Weiterbildung in Kanzleien: Fit für die Zukunft
Wer nicht auf der Stelle treten will, muss sich weiterbilden. Das gilt auch für junge Nachwuchsjuristen mit gutem Abschluss - sei es zur fachspezifischen Weiterbildung oder zur Schulung der Soft Skills.

- (Bild: Robert Kneschke/Fotolia)
Nicht nur die Verdienst- und Aufstiegsmöglichkeiten bei der Wahl des Arbeitgebers sind wichtig. Gerade Bewerber mit Prädikatsexamen sollten auch die gebotenen Weiterbildungsmöglichkeiten der Kanzleien unter die Lupe nehmen. Denn im Wettbewerb um die besten Nachwuchsjuristen bieten immer mehr renommierte Kanzleien ihren Bewerbern perfekt auf die jeweilige Tätigkeit zugeschnittene Weiterbildungsmöglichkeiten an.
Persönliches Profil schulen
Wie sonst bei großen Wirtschaftsunternehmen üblich haben in den letzten Jahren immer mehr Top-Kanzleien spezifische Weiterbildungsprogramme ausgearbeitet. Der juristische Nachwuchs soll damit fit für die Berufspraxis gemacht werden. Denn sogar, wenn dieser ein Prädikatsexamen in der Tasche hat, verfügt er wegen seiner stark justizbetonten Ausbildung selten über zusätzliche Kenntnisse, Fähigkeiten und Skills. Sie sind aber wichtig, um ein persönliches Profil zu entwickeln, das später im Job unabdingbar ist. Diese Kompetenzen wurden früher meist über ein Training-on-the-job von einem erfahrenen Tutor vermittelt. Heute greifen vor allem die großen Kanzleien bei der Schulung ihrer Nachwuchsanwälte zusätzlich auf berufsbegleitende Seminare, Vorträge und Schulungen der kanzleieigenenen Akademien oder sogenannter „Inhouse-Universities“ zurück.
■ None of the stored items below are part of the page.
//! Hash Assembler: folds the ten per-probe renderings into the 62-character
//! JARM fuzzy hash.

use sha2::{Digest, Sha256};

/// The sentinel rendering produced when every one of the ten probes failed.
const FAILED_RENDERING: &str = "|||";

/// Reference list used to encode a cipher as a two-hex-digit index. A
/// cipher not found here is encoded as one index past the end of the list —
/// preserved source behavior, not a bug (see module docs on `assemble`).
const CIPHER_REFERENCE_LIST: [u16; 69] = [
    0x0004, 0x0005, 0x0007, 0x000a, 0x0016, 0x002f, 0x0033, 0x0035, 0x0039, 0x003c, 0x003d,
    0x0041, 0x0045, 0x0067, 0x006b, 0x0084, 0x0088, 0x009a, 0x009c, 0x009d, 0x009e, 0x009f,
    0x00ba, 0x00be, 0x00c0, 0x00c4, 0xc007, 0xc008, 0xc009, 0xc00a, 0xc011, 0xc012, 0xc013,
    0xc014, 0xc023, 0xc024, 0xc027, 0xc028, 0xc02b, 0xc02c, 0xc02f, 0xc030, 0xc060, 0xc061,
    0xc072, 0xc073, 0xc076, 0xc077, 0xc09c, 0xc09d, 0xc09e, 0xc09f, 0xc0a0, 0xc0a1, 0xc0a2,
    0xc0a3, 0xc0ac, 0xc0ad, 0xc0ae, 0xc0af, 0xcc13, 0xcc14, 0xcca8, 0xcca9, 0x1301, 0x1302,
    0x1303, 0x1304, 0x1305,
];

/// Folds ten [`crate::parser::ParseOutcome::render`] strings, in canonical
/// profile order, into the 62-character lowercase-hex JARM string.
///
/// `assemble` takes renderings rather than [`crate::parser::ParseOutcome`]
/// directly so a caller can replay fixture strings straight from a recorded
/// dataset without reconstructing parse results.
pub fn assemble(renderings: &[String; 10]) -> String {
    if renderings.iter().all(|r| r == FAILED_RENDERING) {
        return "0".repeat(62);
    }

    let mut cipher_bytes = String::with_capacity(20);
    let mut version_bytes = String::with_capacity(10);
    let mut hash_input = String::new();

    for rendering in renderings {
        // Full split, not splitn(4, ..): the error-probe rendering
        // ("<cipher>|<version>|||") has four pipes, one more than its two
        // trailing empty fields would need. A limited splitn(4) would fold
        // that extra pipe into the fourth field and feed it into the hash
        // input; a full split and truncation to four fields drops it, same
        // as components[0:4] on the reference's full split("|").
        let parts: Vec<&str> = rendering.split('|').collect();
        let cipher_hex = parts.first().copied().unwrap_or("");
        let version_hex = parts.get(1).copied().unwrap_or("");
        let alpn = parts.get(2).copied().unwrap_or("");
        let ext_hyphenated = parts.get(3).copied().unwrap_or("");

        cipher_bytes.push_str(&cipher_byte(cipher_hex));
        version_bytes.push(version_byte(version_hex));
        hash_input.push_str(alpn);
        hash_input.push_str(ext_hyphenated);
    }

    let digest = Sha256::digest(hash_input.as_bytes());
    let digest_prefix = hex::encode(&digest[..16]);

    format!("{cipher_bytes}{version_bytes}{digest_prefix}")
}

/// `"00"` for an empty cipher; otherwise the 1-based index of the matching
/// entry in [`CIPHER_REFERENCE_LIST`] as two lowercase hex digits. A cipher
/// absent from the table is encoded as `len(table) + 1` — documented
/// upstream behavior, kept verbatim.
fn cipher_byte(cipher_hex: &str) -> String {
    if cipher_hex.is_empty() {
        return "00".to_string();
    }
    let Ok(cipher) = u16::from_str_radix(cipher_hex, 16) else {
        return "00".to_string();
    };
    let index = match CIPHER_REFERENCE_LIST.iter().position(|&id| id == cipher) {
        Some(pos) => pos + 1,
        None => CIPHER_REFERENCE_LIST.len() + 1,
    };
    format!("{index:02x}")
}

/// `'0'` for an empty version; otherwise the last hex nibble of the 4-digit
/// version string mapped through `'a'..='f'`.
fn version_byte(version_hex: &str) -> char {
    let Some(last) = version_hex.chars().last() else {
        return '0';
    };
    let Some(nibble) = last.to_digit(16) else {
        return '0';
    };
    const LETTERS: &[u8] = b"abcdef";
    LETTERS.get(nibble as usize).copied().unwrap_or(b'a') as char
}

#[cfg(test)]
mod tests {
    use super::*;

    fn failed() -> String {
        "|||".to_string()
    }

    #[test]
    fn all_failure_sentinel_yields_all_zero() {
        let renderings: [String; 10] = std::array::from_fn(|_| failed());
        assert_eq!(assemble(&renderings), "0".repeat(62));
    }

    #[test]
    fn output_is_always_62_lowercase_hex_chars() {
        let mut renderings: [String; 10] = std::array::from_fn(|_| failed());
        renderings[0] = "002f|0303|h2|0010-000b".to_string();
        let result = assemble(&renderings);
        assert_eq!(result.len(), 62);
        assert!(result.chars().all(|c| c.is_ascii_hexdigit() && !c.is_ascii_uppercase()));
    }

    #[test]
    fn failed_probe_slot_is_00_and_0() {
        let mut renderings: [String; 10] = std::array::from_fn(|_| failed());
        renderings[1] = "002f|0303|h2|0010".to_string();
        let result = assemble(&renderings);
        // probe 0 occupies cipher_bytes[0..2], probe 1 occupies cipher_bytes[2..4]
        assert_eq!(&result[0..2], "00");
        assert_eq!(&result[20..21], "0");
    }

    #[test]
    fn cipher_byte_known_and_unknown() {
        assert_eq!(cipher_byte(""), "00");
        assert_eq!(cipher_byte("0004"), "01");
        assert_eq!(cipher_byte("1305"), "45");
        assert_eq!(cipher_byte("ffff"), format!("{:02x}", CIPHER_REFERENCE_LIST.len() + 1));
    }

    #[test]
    fn version_byte_maps_last_nibble_to_letter() {
        assert_eq!(version_byte(""), '0');
        assert_eq!(version_byte("0300"), 'a');
        assert_eq!(version_byte("0303"), 'd');
    }

    #[test]
    fn assemble_is_deterministic() {
        let mut renderings: [String; 10] = std::array::from_fn(|_| failed());
        renderings[0] = "002f|0303|h2|0010-000b".to_string();
        assert_eq!(assemble(&renderings), assemble(&renderings));
    }

    #[test]
    fn error_probe_rendering_contributes_no_stray_pipe_to_the_hash_input() {
        // "<cipher>|<version>|||" has four pipes; a naive splitn(4, '|')
        // leaves a literal "|" in the fourth field and hashes it in. The
        // reference's full split("|")[0:4] contributes "" instead — confirm
        // an all-error-probe scan hashes the same as an all-empty-tail scan
        // with matching cipher/version, since both should contribute "" to
        // hash_input.
        let error_probe: [String; 10] =
            std::array::from_fn(|_| "002f|0303|||".to_string());
        let empty_tail: [String; 10] =
            std::array::from_fn(|_| "002f|0303||".to_string());
        assert_eq!(assemble(&error_probe), assemble(&empty_tail));
    }
}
Fachspezifische Weiterbildung
In Wochenendseminaren oder im Blockunterricht steht die fachspezifische Weiterbildung, etwa über ein bestimmtes juristisches Fachgebiet, auf dem Stundenplan: „In regelmäßigen Treffen und im Rahmen von Vorträgen werden vormittags Spezialthemen des jeweiligen Rechtsgebiets vergleichend erarbeitet. Nachmittags gibt es die Möglichkeit, das Gehörte anhand von Fallbeispielen anzuwenden und in Kleingruppen zu diskutieren“, beschreibt Heike Humpert, Associate bei der Rechtsanwaltsgesellschaft Raupach&Wollert-Elmendorff, einen typischen Seminartag.
Soft Skills entwickeln
Aber auch Soft Skills und Kommunikationstechniken werden von vielen Kanzleien gefördert. Die Salans LLP unterstützt den interdisziplinären Austausch ihrer Fachkräfte mit einem regelmäßigen Professional Training in Form von Vorträgen und veranstaltet außerdem monatliche Rechtsprechungsübersichten und Sprachkurse. Neben dem exzellenten Fachwissen sind es vor allem die sogenannten „weichen“ Fähigkeiten, die die Berufsausbildung junger Juristen abrunden und die im beruflichen Kontakt mit Kollegen und Mandanten enorm wichtig sind. Dazu zählen Verhandlungsgeschick, Gesprächsführungstechniken, emotionale Intelligenz oder sicheres Auftreten.
In der Praxis anwenden
Jeden Tag müssen Anwälte Gespräche mit Mandanten, Kollegen, Unternehmen oder Behörden führen, dabei teils komplizierte Sachverhalte in leicht verständliche Worte kleiden, ihre Ansichten vertreten, ihre Position durchsetzen oder Streit schlichten können. Da die Rechtsberatung nicht nur in international tätigen Großkanzleien immer globaler geworden ist, erfordert sie neben sehr guten Sprachkenntnissen und Fachvokabular auch besondere interkulturelle Fähigkeiten. Viele Seminare finden daher auch im Ausland statt und bieten Berufseinsteigern zusätzlich einen Blick über den kulturellen Tellerrand.
BWL-Kenntnisse und Zeitmanagement
Auch BWL-Kenntnisse werden häufig geschult. Denn auch darauf kommt es im beruflichen Alltag an – nicht zuletzt, um die wirtschaftlichen Interessen des Mandanten zu verstehen. Gutes Zeitmanagement will ebenfalls gelernt sein. Denn nicht selten müssen Anwälte viele Aufgaben parallel bewältigen, während häufig das Telefon klingelt. Sie müssen sich flexibel auf kurzfristige Termine einstellen und ganz nebenbei einen großen Aktenberg abarbeiten. Wer gute Zeitmanagement-Techniken gelernt hat und weiß, wie er die Arbeit am besten bewältigt, bringt dem Arbeitgeber entscheidende Vorteile.